Além disso, havia uma preocupação de manter aliados do bolsonarismo longe da agenda empresarial. Uma preocupação específica era em relação a Cássia Carvalho, diretora-executiva do Conselho Empresarial Brasil-Estados Unidos, da Câmara de Comércio dos Estados Unidos. Cássia é considerada apoiadora do ex-presidente Bolsonaro e, para evitar sua interferência no evento empresarial, o governo havia pré-reservado um espaço em um hotel de luxo da cidade para a reunião e não na sede da Câmara.
A desmarcação sem justificativas claras por parte do governo tem sido alvo de queixa de empresários, que avaliam para fontes ligadas à organização que há uma "perda de oportunidade" por parte de Brasília. Há reclamações específicas direcionadas ao ministro da Fazenda, Fernando Haddad. Até o momento, não há previsão de que ele tenha agendas separadas de Lula. Havia uma expectativa de um aceno por parte dele a instituições multilaterais por meio de visitas às sedes do Banco Mundial, do Fundo Monetário Internacional (FMI) ou do Banco Interamericano de Desenvolvimento (BID).
A visita de Lula também tem se mantido distante da Embaixada do Brasil em Washington, comandada por Nestor Foster Jr., aliado de primeira ordem de Bolsonaro. O diplomata, escolhido pelo ex-presidente para chefiar o principal posto brasileiro no exterior, já teve sua saída publicada em Diário Oficial, mas está oficialmente em férias no momento de realização da visita. Não há previsão de eventos oficiais na embaixada para Lula e sua equipe.
O governo Lula já indicou uma substituta para o cargo de Foster, a embaixadora Maria Luiza Viotti, cujo pedido de agréement (um aceite do governo onde a diplomata vai servir) já foi aprovado pelos Estados Unidos. Viotti ainda aguarda a aprovação pelo Senado para assumir o cargo. Ela será a primeira mulher da história da diplomacia brasileira a assumir essa posição.
Durante a organização da visita, a equipe do presidente informou que toda a comitiva apresentou declarações de vacinação, sinalizando o posicionamento da atual gestão em favor da imunização contra a Covid. Bolsonaro não divulgou publicamente se recebeu ou não as vacinas contra a doença, mas chegou a contestar a eficácia do imunizante por diversas vezes, além de ter minimizado a gravidade da doença. Aliados do ex-presidente, como Foster, não se vacinaram.

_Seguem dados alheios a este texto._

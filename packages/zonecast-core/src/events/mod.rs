//! Event system for real-time client communication.
//!
//! Domain services emit typed events through the [`EventEmitter`] trait; the
//! [`BroadcastEventBridge`] fans them out to WebSocket subscribers. Emission
//! never blocks on listeners.

mod bridge;
mod emitter;

pub use bridge::BroadcastEventBridge;
pub use emitter::{EventEmitter, LoggingEventEmitter, NoopEventEmitter};

use serde::Serialize;

use crate::cast::registry::DeviceView;
use crate::cast::types::{CastStatus, PlayState, PlaybackPayload};
use crate::controller::ControllerSnapshot;

/// Events broadcast to clients, grouped by domain.
#[derive(Debug, Clone, Serialize)]
#[serde(tag = "category", rename_all = "camelCase")]
pub enum BroadcastEvent {
    /// Events from the cast subsystem (devices, session, receiver messages).
    Cast(CastEvent),

    /// Events from the audio-controller boundary.
    Controller(ControllerEvent),
}

/// Events from the cast subsystem.
#[derive(Debug, Clone, Serialize)]
#[serde(tag = "type", rename_all = "camelCase")]
pub enum CastEvent {
    /// The device list changed (registration, eviction or selection).
    DevicesChanged {
        devices: Vec<DeviceView>,
        /// Unix timestamp in milliseconds.
        timestamp: u64,
    },
    /// The session status changed.
    StatusChanged {
        status: CastStatus,
        timestamp: u64,
    },
    /// A message arrived on the application custom channel.
    MessageReceived {
        message: serde_json::Value,
        timestamp: u64,
    },
    /// An unrecoverable (or surfaced-only) cast error.
    Error {
        message: String,
        timestamp: u64,
    },
}

/// Events from the audio-controller boundary.
///
/// `SelectCore` / `SelectZone` are the commands the core issues outward: the
/// controller integration observes them on the event stream and acts on the
/// controller's side.
#[derive(Debug, Clone, Serialize)]
#[serde(tag = "type", rename_all = "camelCase")]
pub enum ControllerEvent {
    /// The controller snapshot (cores, zones, selection) changed.
    SnapshotChanged {
        snapshot: ControllerSnapshot,
        timestamp: u64,
    },
    /// A now-playing update, as forwarded to the receiver.
    NowPlayingChanged {
        payload: PlaybackPayload,
        timestamp: u64,
    },
    /// The zone transport state changed.
    PlayStateChanged {
        state: Option<PlayState>,
        timestamp: u64,
    },
    /// Outward command: make this core the active one.
    SelectCore {
        #[serde(rename = "coreId")]
        core_id: String,
        timestamp: u64,
    },
    /// Outward command: watch this zone.
    SelectZone {
        #[serde(rename = "zoneId")]
        zone_id: String,
        timestamp: u64,
    },
}

impl From<CastEvent> for BroadcastEvent {
    fn from(event: CastEvent) -> Self {
        BroadcastEvent::Cast(event)
    }
}

impl From<ControllerEvent> for BroadcastEvent {
    fn from(event: ControllerEvent) -> Self {
        BroadcastEvent::Controller(event)
    }
}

A Casa Branca tem reforçado protocolos de segurança física de Lula e sua comitiva, mas também contra a Covid-19. Foi exigida de toda a comitiva e também da imprensa que vai cobrir o encontro a declaração de vacinação contra a doença. Além disso, todos que entrarem na Casa Branca precisarão se submeter a um teste de Covid. Lula, segundo sua assessoria de imprensa, será testado por uma equipe de médicos brasileiros.